There's a lot of produce you can purchase at the grocery stores that should be fine for a winter diet. There are some listed in the link below, but please note this is for forest tortoises, *I would ignore everything on here outside of the "greens" section*.

http://www.tortoiselibrary.com/omni-diet list.html


----------



## FADE2BLACK_1973 (Nov 9, 2011)

I been feeding my 10" sulcata, a mixture of turnip and mustard greens, romaine, finely chopped Timothy grass hay (for the fiber), and supplemented with Rep-Cal calcium with vitamin D. Also add water melon (mainly for extra water intake) , carrot, and pumpkin (mainly for a natural de-wormer) as more of a treat once a week. Going to add some Mazari for winter back-up food. I also thought about adding Zoo-Med Grassland Tortoise Food for extra nutrition. These are the foods that I feed (and going to add to his diet) to my sulcata for the winter.


----------



## EKLC (Nov 9, 2011)

some grocers sell dandelion greens, mine has a big bunch for 2.99


----------



## Maggie Cummings (Nov 9, 2011)

You can feed packaged Spring Mix and add a group of dark leafy greens to make it better, romaine, endive collards dandelions, whatever your store has that's good. I feed my big Sulcata Mazuri as a staple during the winter, he also has access to locally grown grass hay but most young tortoises won't eat hay they want to wait until they are older. Here's a link to a decent care sheet with a good diet...

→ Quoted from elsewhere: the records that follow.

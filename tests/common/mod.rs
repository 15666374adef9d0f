#![allow(dead_code)]

use std::time::Duration;

use mpi_ptp::clock::ManualClock;
use mpi_ptp::environment::{Config, Universe};
use mpi_ptp::error::Result;
use mpi_ptp::point_to_point::Status;
use mpi_ptp::request::Request;
use mpi_ptp::transport::{FaultyTransport, SharedMemoryFabric, SharedMemoryTransport};

pub type Faulty = FaultyTransport<SharedMemoryTransport>;

pub fn init_logging() {
    let _ = tracing_subscriber::fmt()
        .with_max_level(tracing::Level::TRACE)
        .with_test_writer()
        .try_init();
}

/// `size` universes sharing one fabric.
pub fn shmem_universes(size: u32, config: Config) -> Vec<Universe> {
    let fabric = SharedMemoryFabric::new(size);
    (0..size)
        .map(|p| {
            Universe::builder(p as i32, size as i32)
                .config(config.clone())
                .transport(fabric.endpoint(p).unwrap())
                .build()
                .unwrap()
        })
        .collect()
}

/// Two universes over fault injectors on a manual clock. `faults` shapes the injector of
/// each process.
pub fn faulty_pair<F>(config: Config, clock: &ManualClock, faults: F) -> (Universe, Universe)
where
    F: Fn(u32, Faulty) -> Faulty,
{
    let fabric = SharedMemoryFabric::new(2);
    let build = |p: u32| {
        Universe::builder(p as i32, 2)
            .config(config.clone())
            .transport(faults(p, FaultyTransport::new(fabric.endpoint(p).unwrap())))
            .clock(clock.clone())
            .build()
            .unwrap()
    };
    (build(0), build(1))
}

pub fn pump(universes: &[&Universe], rounds: usize) {
    for _ in 0..rounds {
        for u in universes {
            u.progress();
        }
    }
}

/// Test `request` until it finishes, moving every universe and the clock in between.
pub fn finish<'b>(
    request: Request<'b>,
    universes: &[&Universe],
    clock: Option<(&ManualClock, Duration)>,
) -> Result<Status> {
    let mut request = request;
    for _ in 0..100_000 {
        match request.test() {
            Ok(outcome) => return outcome,
            Err(pending) => request = pending,
        }
        for u in universes {
            u.progress();
        }
        if let Some((clock, step)) = clock {
            clock.advance(step);
        }
    }
    panic!("request did not finish");
}
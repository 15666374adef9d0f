mod common;

use mpi_ptp::environment::Config;
use mpi_ptp::traits::*;

use common::{finish, init_logging, shmem_universes};

#[test]
fn wildcard_receive_takes_the_earliest_arrival() {
    init_logging();
    let universes = shmem_universes(3, Config::default());
    let worlds: Vec<_> = universes.iter().map(|u| u.world()).collect();

    worlds[2].process_at_rank(0).send(&2u8).unwrap();
    worlds[1].process_at_rank(0).send(&1u8).unwrap();

    let (first, status) = worlds[0].any_process().receive::<u8>().unwrap();
    assert_eq!((first, status.source_rank()), (2, 2));
    let (second, status) = worlds[0].any_process().receive::<u8>().unwrap();
    assert_eq!((second, status.source_rank()), (1, 1));
}

#[test]
fn unexpected_message_completes_the_receive_at_once() {
    init_logging();
    let universes = shmem_universes(2, Config::default());
    let (a, b) = (universes[0].world(), universes[1].world());

    a.process_at_rank(1)
        .send_with_tag(&[1u32, 2, 3][..], 4)
        .unwrap();
    universes[1].progress();
    assert_eq!(universes[1].statistics().unexpected_messages, 1);

    let mut buf = [0u32; 3];
    let request = b
        .any_process()
        .immediate_receive_into_with_tag(&mut buf[..], 4)
        .unwrap();
    let status = request.test().ok().unwrap().unwrap();
    assert_eq!(status.source_rank(), 0);
    assert_eq!(status.tag(), 4);
    assert_eq!(status.byte_count(), 12);
    assert_eq!(buf, [1, 2, 3]);
}

#[test]
fn earliest_posted_receive_wins() {
    init_logging();
    let universes = shmem_universes(2, Config::default());
    let (a, b) = (universes[0].world(), universes[1].world());
    let both = [&universes[0], &universes[1]];

    let mut wild = 0u8;
    let mut specific = 0u8;
    let first = b.any_process().immediate_receive_into(&mut wild).unwrap();
    let second = b
        .process_at_rank(0)
        .immediate_receive_into(&mut specific)
        .unwrap();
    a.process_at_rank(1).send(&10u8).unwrap();
    a.process_at_rank(1).send(&20u8).unwrap();
    finish(first, &both, None).unwrap();
    finish(second, &both, None).unwrap();
    assert_eq!((wild, specific), (10, 20));

    let first = b
        .process_at_rank(0)
        .immediate_receive_into(&mut specific)
        .unwrap();
    let second = b.any_process().immediate_receive_into(&mut wild).unwrap();
    a.process_at_rank(1).send(&30u8).unwrap();
    a.process_at_rank(1).send(&40u8).unwrap();
    finish(first, &both, None).unwrap();
    finish(second, &both, None).unwrap();
    assert_eq!((specific, wild), (30, 40));
}

#[test]
fn tags_select_but_never_reorder_matching_messages() {
    init_logging();
    let universes = shmem_universes(2, Config::default());
    let (a, b) = (universes[0].world(), universes[1].world());
    let to_b = a.process_at_rank(1);
    to_b.send_with_tag(&1u8, 7).unwrap();
    to_b.send_with_tag(&2u8, 3).unwrap();
    to_b.send_with_tag(&3u8, 7).unwrap();

    let from_a = b.process_at_rank(0);
    assert_eq!(from_a.receive_with_tag::<u8>(3).unwrap().0, 2);
    assert_eq!(from_a.receive_with_tag::<u8>(7).unwrap().0, 1);
    let (last, status) = from_a.receive::<u8>().unwrap();
    assert_eq!((last, status.tag()), (3, 7));
}

#[test]
fn communicators_do_not_see_each_others_messages() {
    init_logging();
    let universes = shmem_universes(2, Config::default());
    let (a, b) = (universes[0].world(), universes[1].world());
    let (a_dup, b_dup) = (a.duplicate().unwrap(), b.duplicate().unwrap());
    assert_eq!(a_dup.context_id(), b_dup.context_id());

    a_dup.process_at_rank(1).send(&5u8).unwrap();
    assert!(b.any_process().immediate_probe().unwrap().is_none());
    let status = b_dup.any_process().immediate_probe().unwrap().unwrap();
    assert_eq!(status.byte_count(), 1);
    assert_eq!(b_dup.any_process().receive::<u8>().unwrap().0, 5);
}

#[test]
fn probe_leaves_the_message_in_place() {
    init_logging();
    let universes = shmem_universes(2, Config::default());
    let (a, b) = (universes[0].world(), universes[1].world());
    let msg: Vec<f64> = (0..10).map(f64::from).collect();
    a.process_at_rank(1).send_with_tag(&msg[..], 9).unwrap();

    let status = b.any_process().probe_with_tag(9).unwrap();
    assert_eq!(status.byte_count(), 80);
    assert_eq!(status.count(&f64::equivalent_datatype()), 10);
    let again = b.process_at_rank(0).probe().unwrap();
    assert_eq!(again, status);

    let (received, _) = b.any_process().receive_vec_with_tag::<f64>(9).unwrap();
    assert_eq!(received, msg);
    assert!(b.any_process().immediate_probe().unwrap().is_none());
}
//! Fragment headers and their canonical wire encoding
//!
//! Two frame kinds travel between processes: data fragments and acknowledgements. Both
//! headers are 60 bytes long, start with the kind discriminator and end with a CRC-32 over
//! the bytes before it. All fields are big-endian.
//!
//! ```text
//! DATA  kind:u32 flags:u32 context:u32 tag:i32 src:u32 dst:u32 frag_len:u32 msg_len:u32
//!       frag_seq:u64 msg_seq:u64 offset:u64 checksum:u32
//! ACK   kind:u32 status:u32 flags:u32 context:u32 src:u32 dst:u32
//!       acked_frag_seq:u64 acked_msg_seq:u64 received_seq:u64 delivered_seq:u64 checksum:u32
//! ```
//!
//! A data fragment's checksum also covers its payload when [`DATA_PAYLOAD_CHECKSUM`] is set.
//! Transports that move frames between address spaces use [`encode`] and [`decode`]; the
//! in-process transports hand [`Header`] values over as they are.

use byteorder::{BigEndian, ByteOrder};
use crc32fast::Hasher;
use thiserror::Error;

use crate::{ContextId, ProcessId, Tag};

/// Encoded size of either header
pub const HEADER_LEN: usize = 60;

const CHECKSUMMED_LEN: usize = HEADER_LEN - 4;

/// The message was sent in synchronous mode.
pub const DATA_SYNCHRONOUS: u32 = 0x1;
/// The message was sent in ready mode.
pub const DATA_READY: u32 = 0x2;
/// The checksum covers the payload as well as the header.
pub const DATA_PAYLOAD_CHECKSUM: u32 = 0x4;

/// The acknowledged message has been matched by a receive.
pub const ACK_MATCHED: u32 = 0x1;

/// Frame kind discriminator, always the first header field
#[repr(u32)]
#[derive(Copy, Clone, Debug, PartialEq, Eq)]
pub enum FrameKind {
    /// A data fragment
    Data = 1,
    /// An acknowledgement
    Ack = 2,
}

impl TryFrom<u32> for FrameKind {
    type Error = WireError;

    fn try_from(raw: u32) -> Result<Self, WireError> {
        match raw {
            1 => Ok(FrameKind::Data),
            2 => Ok(FrameKind::Ack),
            other => Err(WireError::UnknownKind(other)),
        }
    }
}

/// Whether an acknowledgement accepts or rejects a fragment
#[repr(u32)]
#[derive(Copy, Clone, Debug, PartialEq, Eq)]
pub enum AckStatus {
    /// The fragment arrived intact.
    Accept = 1,
    /// The fragment failed its checksum and must be sent again.
    Reject = 2,
}

impl TryFrom<u32> for AckStatus {
    type Error = WireError;

    fn try_from(raw: u32) -> Result<Self, WireError> {
        match raw {
            1 => Ok(AckStatus::Accept),
            2 => Ok(AckStatus::Reject),
            other => Err(WireError::UnknownStatus(other)),
        }
    }
}

/// Malformed frames. These never reach users; the frame is dropped and logged.
#[derive(Clone, Debug, Error, PartialEq, Eq)]
pub enum WireError {
    /// Fewer bytes than a header or the declared payload
    #[error("frame truncated: {needed} bytes needed, {got} available")]
    Truncated {
        /// Bytes required
        needed: usize,
        /// Bytes present
        got: usize,
    },
    /// The kind discriminator is not known
    #[error("unknown frame kind {0}")]
    UnknownKind(u32),
    /// The acknowledgement status is not known
    #[error("unknown acknowledgement status {0}")]
    UnknownStatus(u32),
}

/// Header of a data fragment.
#[derive(Copy, Clone, Debug, PartialEq, Eq)]
pub struct DataHeader {
    /// `DATA_*` flag bits
    pub flags: u32,
    /// Communicator context id
    pub context: ContextId,
    /// Message tag
    pub tag: Tag,
    /// Sending process
    pub src: ProcessId,
    /// Receiving process
    pub dst: ProcessId,
    /// Payload bytes in this fragment
    pub frag_len: u32,
    /// Payload bytes in the whole message
    pub msg_len: u32,
    /// Per (sender, destination) fragment sequence number, starting at 1
    pub frag_seq: u64,
    /// Per (context, sender, destination) message sequence number, starting at 1
    pub msg_seq: u64,
    /// Byte offset of this fragment within the message
    pub offset: u64,
    /// CRC-32 of the preceding fields, and of the payload if flagged
    pub checksum: u32,
}

/// Header of an acknowledgement.
#[derive(Copy, Clone, Debug, PartialEq, Eq)]
pub struct AckHeader {
    /// Accept or reject
    pub status: AckStatus,
    /// `ACK_*` flag bits
    pub flags: u32,
    /// Context of the acknowledged message
    pub context: ContextId,
    /// The acknowledging process
    pub src: ProcessId,
    /// The process that sent the acknowledged fragment
    pub dst: ProcessId,
    /// Fragment being acknowledged, 0 if none
    pub acked_frag_seq: u64,
    /// Message the fragment belongs to, 0 if none
    pub acked_msg_seq: u64,
    /// Highest fragment sequence number up to which everything was received
    pub received_seq: u64,
    /// Highest fragment sequence number up to which everything was delivered
    pub delivered_seq: u64,
    /// CRC-32 of the preceding fields
    pub checksum: u32,
}

/// Either kind of header.
#[derive(Copy, Clone, Debug, PartialEq, Eq)]
pub enum Header {
    /// A data fragment
    Data(DataHeader),
    /// An acknowledgement
    Ack(AckHeader),
}

impl Header {
    /// The frame kind
    pub fn kind(&self) -> FrameKind {
        match self {
            Header::Data(_) => FrameKind::Data,
            Header::Ack(_) => FrameKind::Ack,
        }
    }

    /// The sending process
    pub fn src(&self) -> ProcessId {
        match self {
            Header::Data(data) => data.src,
            Header::Ack(ack) => ack.src,
        }
    }

    /// The receiving process
    pub fn dst(&self) -> ProcessId {
        match self {
            Header::Data(data) => data.dst,
            Header::Ack(ack) => ack.dst,
        }
    }
}

struct FieldWriter {
    buf: [u8; HEADER_LEN],
    pos: usize,
}

impl FieldWriter {
    fn new() -> Self {
        FieldWriter {
            buf: [0; HEADER_LEN],
            pos: 0,
        }
    }

    fn u32(&mut self, value: u32) -> &mut Self {
        BigEndian::write_u32(&mut self.buf[self.pos..self.pos + 4], value);
        self.pos += 4;
        self
    }

    fn i32(&mut self, value: i32) -> &mut Self {
        BigEndian::write_i32(&mut self.buf[self.pos..self.pos + 4], value);
        self.pos += 4;
        self
    }

    fn u64(&mut self, value: u64) -> &mut Self {
        BigEndian::write_u64(&mut self.buf[self.pos..self.pos + 8], value);
        self.pos += 8;
        self
    }
}

struct FieldReader<'a> {
    buf: &'a [u8],
    pos: usize,
}

impl<'a> FieldReader<'a> {
    fn u32(&mut self) -> u32 {
        let value = BigEndian::read_u32(&self.buf[self.pos..]);
        self.pos += 4;
        value
    }

    fn i32(&mut self) -> i32 {
        let value = BigEndian::read_i32(&self.buf[self.pos..]);
        self.pos += 4;
        value
    }

    fn u64(&mut self) -> u64 {
        let value = BigEndian::read_u64(&self.buf[self.pos..]);
        self.pos += 8;
        value
    }
}

impl DataHeader {
    fn fields(&self) -> FieldWriter {
        let mut w = FieldWriter::new();
        w.u32(FrameKind::Data as u32)
            .u32(self.flags)
            .u32(self.context)
            .i32(self.tag)
            .u32(self.src)
            .u32(self.dst)
            .u32(self.frag_len)
            .u32(self.msg_len)
            .u64(self.frag_seq)
            .u64(self.msg_seq)
            .u64(self.offset);
        w
    }

    /// The checksum this header should carry for `payload`.
    pub fn compute_checksum(&self, payload: &[u8]) -> u32 {
        let fields = self.fields();
        let mut hasher = Hasher::new();
        hasher.update(&fields.buf[..CHECKSUMMED_LEN]);
        if self.flags & DATA_PAYLOAD_CHECKSUM != 0 {
            hasher.update(payload);
        }
        hasher.finalize()
    }

    /// Fill in the checksum field.
    pub fn seal(&mut self, payload: &[u8]) {
        self.checksum = self.compute_checksum(payload);
    }

    /// Whether the header and payload match the carried checksum.
    pub fn verify(&self, payload: &[u8]) -> bool {
        payload.len() == self.frag_len as usize && self.checksum == self.compute_checksum(payload)
    }

    fn read(r: &mut FieldReader<'_>) -> Self {
        DataHeader {
            flags: r.u32(),
            context: r.u32(),
            tag: r.i32(),
            src: r.u32(),
            dst: r.u32(),
            frag_len: r.u32(),
            msg_len: r.u32(),
            frag_seq: r.u64(),
            msg_seq: r.u64(),
            offset: r.u64(),
            checksum: r.u32(),
        }
    }
}

impl AckHeader {
    fn fields(&self) -> FieldWriter {
        let mut w = FieldWriter::new();
        w.u32(FrameKind::Ack as u32)
            .u32(self.status as u32)
            .u32(self.flags)
            .u32(self.context)
            .u32(self.src)
            .u32(self.dst)
            .u64(self.acked_frag_seq)
            .u64(self.acked_msg_seq)
            .u64(self.received_seq)
            .u64(self.delivered_seq);
        w
    }

    /// The checksum this header should carry.
    pub fn compute_checksum(&self) -> u32 {
        crc32fast::hash(&self.fields().buf[..CHECKSUMMED_LEN])
    }

    /// Fill in the checksum field.
    pub fn seal(&mut self) {
        self.checksum = self.compute_checksum();
    }

    /// Whether the header matches its checksum.
    pub fn verify(&self) -> bool {
        self.checksum == self.compute_checksum()
    }

    fn read(r: &mut FieldReader<'_>) -> Result<Self, WireError> {
        Ok(AckHeader {
            status: AckStatus::try_from(r.u32())?,
            flags: r.u32(),
            context: r.u32(),
            src: r.u32(),
            dst: r.u32(),
            acked_frag_seq: r.u64(),
            acked_msg_seq: r.u64(),
            received_seq: r.u64(),
            delivered_seq: r.u64(),
            checksum: r.u32(),
        })
    }
}

/// Append the canonical encoding of a frame to `out`.
///
/// Acknowledgements carry no payload; `payload` is ignored for them.
pub fn encode(header: &Header, payload: &[u8], out: &mut Vec<u8>) {
    let mut fields = match header {
        Header::Data(data) => data.fields(),
        Header::Ack(ack) => ack.fields(),
    };
    let checksum = match header {
        Header::Data(data) => data.checksum,
        Header::Ack(ack) => ack.checksum,
    };
    fields.u32(checksum);
    out.extend_from_slice(&fields.buf);
    if let Header::Data(_) = header {
        out.extend_from_slice(payload);
    }
}

/// Decode one frame, returning its header and payload.
///
/// Checksums are not verified here; that is the receiver's reliability layer's job, which
/// turns a mismatch into a negative acknowledgement.
pub fn decode(bytes: &[u8]) -> Result<(Header, &[u8]), WireError> {
    if bytes.len() < HEADER_LEN {
        return Err(WireError::Truncated {
            needed: HEADER_LEN,
            got: bytes.len(),
        });
    }
    let mut r = FieldReader { buf: bytes, pos: 0 };
    match FrameKind::try_from(r.u32())? {
        FrameKind::Data => {
            let data = DataHeader::read(&mut r);
            let end = HEADER_LEN + data.frag_len as usize;
            if bytes.len() < end {
                return Err(WireError::Truncated {
                    needed: end,
                    got: bytes.len(),
                });
            }
            Ok((Header::Data(data), &bytes[HEADER_LEN..end]))
        }
        FrameKind::Ack => Ok((Header::Ack(AckHeader::read(&mut r)?), &[])),
    }
}

/// Total encoded length of a frame whose header starts `bytes`, if enough of it is present.
pub fn frame_len(bytes: &[u8]) -> Option<usize> {
    if bytes.len() < HEADER_LEN {
        return None;
    }
    match BigEndian::read_u32(bytes) {
        k if k == FrameKind::Data as u32 => Some(HEADER_LEN + BigEndian::read_u32(&bytes[24..]) as usize),
        _ => Some(HEADER_LEN),
    }
}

http://africantortoise.com/diet.htm


FADE2BLACK_1973...in order for pumpkin to be used as a de-wormer you must cook the seeds then crush them and make a mush and feed that. Just the pumpkin itself is not a de wormer...


----------



## SulcataSarah (Mar 8, 2012)

Ive been feeding mine a variety of dark greens, be careful though since they have picky toasts my sulcata hates tturnip greens and mustard greens. He doesn't eat them.


----------



## Laura (Mar 8, 2012)

it can get $$ if you have to depend on store bought food for winter... what is your plan when they are 60 pounds plus...? where will it live? eat? 
Hopefully it will like hay.. some dont..


----------